» EXERCISE DETAILS
Each entry below has to be written out again exactly.

Dataset entries:
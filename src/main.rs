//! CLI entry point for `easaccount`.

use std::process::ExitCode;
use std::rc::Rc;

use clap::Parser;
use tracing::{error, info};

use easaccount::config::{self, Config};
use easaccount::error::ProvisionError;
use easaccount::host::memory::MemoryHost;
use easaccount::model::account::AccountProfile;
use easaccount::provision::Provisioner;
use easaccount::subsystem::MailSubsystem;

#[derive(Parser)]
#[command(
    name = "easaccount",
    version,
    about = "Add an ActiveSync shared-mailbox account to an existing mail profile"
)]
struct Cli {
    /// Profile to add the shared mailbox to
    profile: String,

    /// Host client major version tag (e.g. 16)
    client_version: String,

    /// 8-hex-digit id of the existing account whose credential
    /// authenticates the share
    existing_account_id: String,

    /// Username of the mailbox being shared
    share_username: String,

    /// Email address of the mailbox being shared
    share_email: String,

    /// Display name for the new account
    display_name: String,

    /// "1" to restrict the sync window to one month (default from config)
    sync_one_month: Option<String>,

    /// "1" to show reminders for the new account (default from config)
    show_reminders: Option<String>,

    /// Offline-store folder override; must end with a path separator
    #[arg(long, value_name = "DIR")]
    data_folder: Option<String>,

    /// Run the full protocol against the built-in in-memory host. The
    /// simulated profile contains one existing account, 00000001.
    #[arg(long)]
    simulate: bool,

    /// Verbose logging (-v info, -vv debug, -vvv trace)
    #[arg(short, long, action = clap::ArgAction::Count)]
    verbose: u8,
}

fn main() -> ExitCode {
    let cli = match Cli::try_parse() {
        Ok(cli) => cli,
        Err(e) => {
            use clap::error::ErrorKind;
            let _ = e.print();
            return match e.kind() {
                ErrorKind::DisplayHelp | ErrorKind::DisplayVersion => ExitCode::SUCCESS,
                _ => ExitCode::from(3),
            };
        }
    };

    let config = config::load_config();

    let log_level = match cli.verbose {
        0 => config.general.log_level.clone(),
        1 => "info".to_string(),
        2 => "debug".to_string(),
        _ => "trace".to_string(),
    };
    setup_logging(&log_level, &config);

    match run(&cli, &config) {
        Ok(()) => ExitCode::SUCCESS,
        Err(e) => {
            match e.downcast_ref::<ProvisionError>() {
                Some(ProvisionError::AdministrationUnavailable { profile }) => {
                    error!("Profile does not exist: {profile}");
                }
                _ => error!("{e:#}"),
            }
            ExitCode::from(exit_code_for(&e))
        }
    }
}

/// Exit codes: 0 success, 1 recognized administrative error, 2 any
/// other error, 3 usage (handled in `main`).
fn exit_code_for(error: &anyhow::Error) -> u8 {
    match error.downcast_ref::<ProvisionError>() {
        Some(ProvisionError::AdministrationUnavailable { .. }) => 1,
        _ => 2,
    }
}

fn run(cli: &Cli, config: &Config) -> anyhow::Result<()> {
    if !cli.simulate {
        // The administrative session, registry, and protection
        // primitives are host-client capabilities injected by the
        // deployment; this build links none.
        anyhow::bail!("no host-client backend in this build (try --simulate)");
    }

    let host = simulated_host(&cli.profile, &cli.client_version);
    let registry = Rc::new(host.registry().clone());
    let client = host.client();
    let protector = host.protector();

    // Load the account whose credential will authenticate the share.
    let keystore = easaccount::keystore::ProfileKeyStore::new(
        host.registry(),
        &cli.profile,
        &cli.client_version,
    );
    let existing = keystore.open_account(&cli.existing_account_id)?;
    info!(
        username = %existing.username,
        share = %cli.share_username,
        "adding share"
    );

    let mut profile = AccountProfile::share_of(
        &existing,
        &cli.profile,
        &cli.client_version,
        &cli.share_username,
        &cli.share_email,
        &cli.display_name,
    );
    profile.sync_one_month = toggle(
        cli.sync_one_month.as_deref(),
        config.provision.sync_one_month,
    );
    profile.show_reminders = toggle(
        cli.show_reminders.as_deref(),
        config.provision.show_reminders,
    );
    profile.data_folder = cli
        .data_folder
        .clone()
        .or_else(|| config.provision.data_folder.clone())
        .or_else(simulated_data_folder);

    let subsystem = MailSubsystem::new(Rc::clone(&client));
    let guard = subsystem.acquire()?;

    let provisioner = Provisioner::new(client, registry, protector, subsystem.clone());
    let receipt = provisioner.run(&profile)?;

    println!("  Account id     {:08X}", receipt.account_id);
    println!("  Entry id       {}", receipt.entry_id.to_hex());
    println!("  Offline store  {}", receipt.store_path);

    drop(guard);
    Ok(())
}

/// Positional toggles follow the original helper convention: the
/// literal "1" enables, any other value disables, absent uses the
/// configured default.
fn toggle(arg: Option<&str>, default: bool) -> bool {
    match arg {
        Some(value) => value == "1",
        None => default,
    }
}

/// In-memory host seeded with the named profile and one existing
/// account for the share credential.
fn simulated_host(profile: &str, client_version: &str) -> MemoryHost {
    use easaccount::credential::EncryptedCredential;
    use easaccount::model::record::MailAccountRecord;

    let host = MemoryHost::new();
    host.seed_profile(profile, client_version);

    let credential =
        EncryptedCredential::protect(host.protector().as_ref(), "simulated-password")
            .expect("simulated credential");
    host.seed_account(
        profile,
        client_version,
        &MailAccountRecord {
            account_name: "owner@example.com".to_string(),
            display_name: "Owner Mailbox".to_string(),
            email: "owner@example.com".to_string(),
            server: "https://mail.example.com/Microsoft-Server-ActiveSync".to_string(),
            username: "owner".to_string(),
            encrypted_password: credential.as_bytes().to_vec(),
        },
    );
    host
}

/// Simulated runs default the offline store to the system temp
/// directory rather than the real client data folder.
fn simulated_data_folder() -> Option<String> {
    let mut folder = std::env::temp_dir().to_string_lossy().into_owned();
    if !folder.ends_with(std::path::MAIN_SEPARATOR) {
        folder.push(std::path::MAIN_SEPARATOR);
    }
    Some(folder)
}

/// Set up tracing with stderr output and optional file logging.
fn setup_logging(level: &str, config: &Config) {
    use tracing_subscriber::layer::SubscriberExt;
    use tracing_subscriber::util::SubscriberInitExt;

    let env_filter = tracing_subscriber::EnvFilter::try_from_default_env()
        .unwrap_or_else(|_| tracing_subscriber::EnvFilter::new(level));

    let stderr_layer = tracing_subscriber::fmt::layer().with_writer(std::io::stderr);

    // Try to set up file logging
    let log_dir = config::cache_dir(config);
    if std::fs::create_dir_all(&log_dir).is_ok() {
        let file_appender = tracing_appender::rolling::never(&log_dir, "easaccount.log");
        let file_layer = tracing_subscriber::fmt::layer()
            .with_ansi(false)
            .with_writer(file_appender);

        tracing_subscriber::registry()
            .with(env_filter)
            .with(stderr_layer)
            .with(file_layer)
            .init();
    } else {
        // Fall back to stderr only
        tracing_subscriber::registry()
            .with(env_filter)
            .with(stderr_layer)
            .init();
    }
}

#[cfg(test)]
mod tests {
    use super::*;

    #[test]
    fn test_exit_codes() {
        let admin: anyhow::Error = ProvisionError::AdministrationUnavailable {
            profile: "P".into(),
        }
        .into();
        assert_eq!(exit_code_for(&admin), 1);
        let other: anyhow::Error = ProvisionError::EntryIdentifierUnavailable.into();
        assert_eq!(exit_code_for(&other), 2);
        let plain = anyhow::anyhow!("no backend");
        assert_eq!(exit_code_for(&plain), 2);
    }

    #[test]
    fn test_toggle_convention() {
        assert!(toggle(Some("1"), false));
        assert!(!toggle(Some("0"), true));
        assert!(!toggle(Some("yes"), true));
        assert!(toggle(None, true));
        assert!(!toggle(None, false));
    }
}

» SOLUTION FOR THIS TASK
filename src/main.rs
//! CLI entry point for `easaccount`.

use std::process::ExitCode;
use std::rc::Rc;

use clap::Parser;
use tracing::{error, info};

use easaccount::config::{self, Config};
use easaccount::error::ProvisionError;
use easaccount::host::memory::MemoryHost;
use easaccount::model::account::AccountProfile;
use easaccount::provision::Provisioner;
use easaccount::subsystem::MailSubsystem;

#[derive(Parser)]
#[command(
    name = "easaccount",
    version,
    about = "Add an ActiveSync shared-mailbox account to an existing mail profile"
)]
struct Cli {
    /// Profile to add the shared mailbox to
    profile: String,

    /// Host client major version tag (e.g. 16)
    client_version: String,

    /// 8-hex-digit id of the existing account whose credential
    /// authenticates the share
    existing_account_id: String,

    /// Username of the mailbox being shared
    share_username: String,

    /// Email address of the mailbox being shared
    share_email: String,

    /// Display name for the new account
    display_name: String,

    /// "1" to restrict the sync window to one month (default from config)
    sync_one_month: Option<String>,

    /// "1" to show reminders for the new account (default from config)
    show_reminders: Option<String>,

    /// Offline-store folder override; must end with a path separator
    #[arg(long, value_name = "DIR")]
    data_folder: Option<String>,

    /// Run the full protocol against the built-in in-memory host. The
    /// simulated profile contains one existing account, 00000001.
    #[arg(long)]
    simulate: bool,

    /// Verbose logging (-v info, -vv debug, -vvv trace)
    #[arg(short, long, action = clap::ArgAction::Count)]
    verbose: u8,
}

fn main() -> ExitCode {
    let cli = match Cli::try_parse() {
        Ok(cli) => cli,
        Err(e) => {
            use clap::error::ErrorKind;
            let _ = e.print();
            return match e.kind() {
                ErrorKind::DisplayHelp | ErrorKind::DisplayVersion => ExitCode::SUCCESS,
                _ => ExitCode::from(3),
            };
        }
    };

    let config = config::load_config();

    let log_level = match cli.verbose {
        0 => config.general.log_level.clone(),
        1 => "info".to_string(),
        2 => "debug".to_string(),
        _ => "trace".to_string(),
    };
    setup_logging(&log_level, &config);

    match run(&cli, &config) {
        Ok(()) => ExitCode::SUCCESS,
        Err(e) => {
            match e.downcast_ref::<ProvisionError>() {
                Some(ProvisionError::AdministrationUnavailable { profile }) => {
                    error!("Profile does not exist: {profile}");
                }
                _ => error!("{e:#}"),
            }
            ExitCode::from(exit_code_for(&e))
        }
    }
}

/// Exit codes: 0 success, 1 recognized administrative error, 2 any
/// other error, 3 usage (handled in `main`).
fn exit_code_for(error: &anyhow::Error) -> u8 {
    match error.downcast_ref::<ProvisionError>() {
        Some(ProvisionError::AdministrationUnavailable { .. }) => 1,
        _ => 2,
    }
}

fn run(cli: &Cli, config: &Config) -> anyhow::Result<()> {
    if !cli.simulate {
        // The administrative session, registry, and protection
        // primitives are host-client capabilities injected by the
        // deployment; this build links none.
        anyhow::bail!("no host-client backend in this build (try --simulate)");
    }

    let host = simulated_host(&cli.profile, &cli.client_version);
    let registry = Rc::new(host.registry().clone());
    let client = host.client();
    let protector = host.protector();

    // Load the account whose credential will authenticate the share.
    let keystore = easaccount::keystore::ProfileKeyStore::new(
        host.registry(),
        &cli.profile,
        &cli.client_version,
    );
    let existing = keystore.open_account(&cli.existing_account_id)?;
    info!(
        username = %existing.username,
        share = %cli.share_username,
        "adding share"
    );

    let mut profile = AccountProfile::share_of(
        &existing,
        &cli.profile,
        &cli.client_version,
        &cli.share_username,
        &cli.share_email,
        &cli.display_name,
    );
    profile.sync_one_month = toggle(
        cli.sync_one_month.as_deref(),
        config.provision.sync_one_month,
    );
    profile.show_reminders = toggle(
        cli.show_reminders.as_deref(),
        config.provision.show_reminders,
    );
    profile.data_folder = cli
        .data_folder
        .clone()
        .or_else(|| config.provision.data_folder.clone())
        .or_else(simulated_data_folder);

    let subsystem = MailSubsystem::new(Rc::clone(&client));
    let guard = subsystem.acquire()?;

    let provisioner = Provisioner::new(client, registry, protector, subsystem.clone());
    let receipt = provisioner.run(&profile)?;

    println!("  Account id     {:08X}", receipt.account_id);
    println!("  Entry id       {}", receipt.entry_id.to_hex());
    println!("  Offline store  {}", receipt.store_path);

    drop(guard);
    Ok(())
}

/// Positional toggles follow the original helper convention: the
/// literal "1" enables, any other value disables, absent uses the
/// configured default.
fn toggle(arg: Option<&str>, default: bool) -> bool {
    match arg {
        Some(value) => value == "1",
        None => default,
    }
}

/// In-memory host seeded with the named profile and one existing
/// account for the share credential.
fn simulated_host(profile: &str, client_version: &str) -> MemoryHost {
    use easaccount::credential::EncryptedCredential;
    use easaccount::model::record::MailAccountRecord;

    let host = MemoryHost::new();
    host.seed_profile(profile, client_version);

    let credential =
        EncryptedCredential::protect(host.protector().as_ref(), "simulated-password")
            .expect("simulated credential");
    host.seed_account(
        profile,
        client_version,
        &MailAccountRecord {
            account_name: "owner@example.com".to_string(),
            display_name: "Owner Mailbox".to_string(),
            email: "owner@example.com".to_string(),
            server: "https://mail.example.com/Microsoft-Server-ActiveSync".to_string(),
            username: "owner".to_string(),
            encrypted_password: credential.as_bytes().to_vec(),
        },
    );
    host
}

/// Simulated runs default the offline store to the system temp
/// directory rather than the real client data folder.
fn simulated_data_folder() -> Option<String> {
    let mut folder = std::env::temp_dir().to_string_lossy().into_owned();
    if !folder.ends_with(std::path::MAIN_SEPARATOR) {
        folder.push(std::path::MAIN_SEPARATOR);
    }
    Some(folder)
}

/// Set up tracing with stderr output and optional file logging.
fn setup_logging(level: &str, config: &Config) {
    use tracing_subscriber::layer::SubscriberExt;
    use tracing_subscriber::util::SubscriberInitExt;

    let env_filter = tracing_subscriber::EnvFilter::try_from_default_env()
        .unwrap_or_else(|_| tracing_subscriber::EnvFilter::new(level));

    let stderr_layer = tracing_subscriber::fmt::layer().with_writer(std::io::stderr);

    // Try to set up file logging
    let log_dir = config::cache_dir(config);
    if std::fs::create_dir_all(&log_dir).is_ok() {
        let file_appender = tracing_appender::rolling::never(&log_dir, "easaccount.log");
        let file_layer = tracing_subscriber::fmt::layer()
            .with_ansi(false)
            .with_writer(file_appender);

        tracing_subscriber::registry()
            .with(env_filter)
            .with(stderr_layer)
            .with(file_layer)
            .init();
    } else {
        // Fall back to stderr only
        tracing_subscriber::registry()
            .with(env_filter)
            .with(stderr_layer)
            .init();
    }
}

#[cfg(test)]
mod tests {
    use super::*;

    #[test]
    fn test_exit_codes() {
        let admin: anyhow::Error = ProvisionError::AdministrationUnavailable {
            profile: "P".into(),
        }
        .into();
        assert_eq!(exit_code_for(&admin), 1);
        let other: anyhow::Error = ProvisionError::EntryIdentifierUnavailable.into();
        assert_eq!(exit_code_for(&other), 2);
        let plain = anyhow::anyhow!("no backend");
        assert_eq!(exit_code_for(&plain), 2);
    }

    #[test]
    fn test_toggle_convention() {
        assert!(toggle(Some("1"), false));
        assert!(!toggle(Some("0"), true));
        assert!(!toggle(Some("yes"), true));
        assert!(toggle(None, true));
        assert!(!toggle(None, false));
    }
}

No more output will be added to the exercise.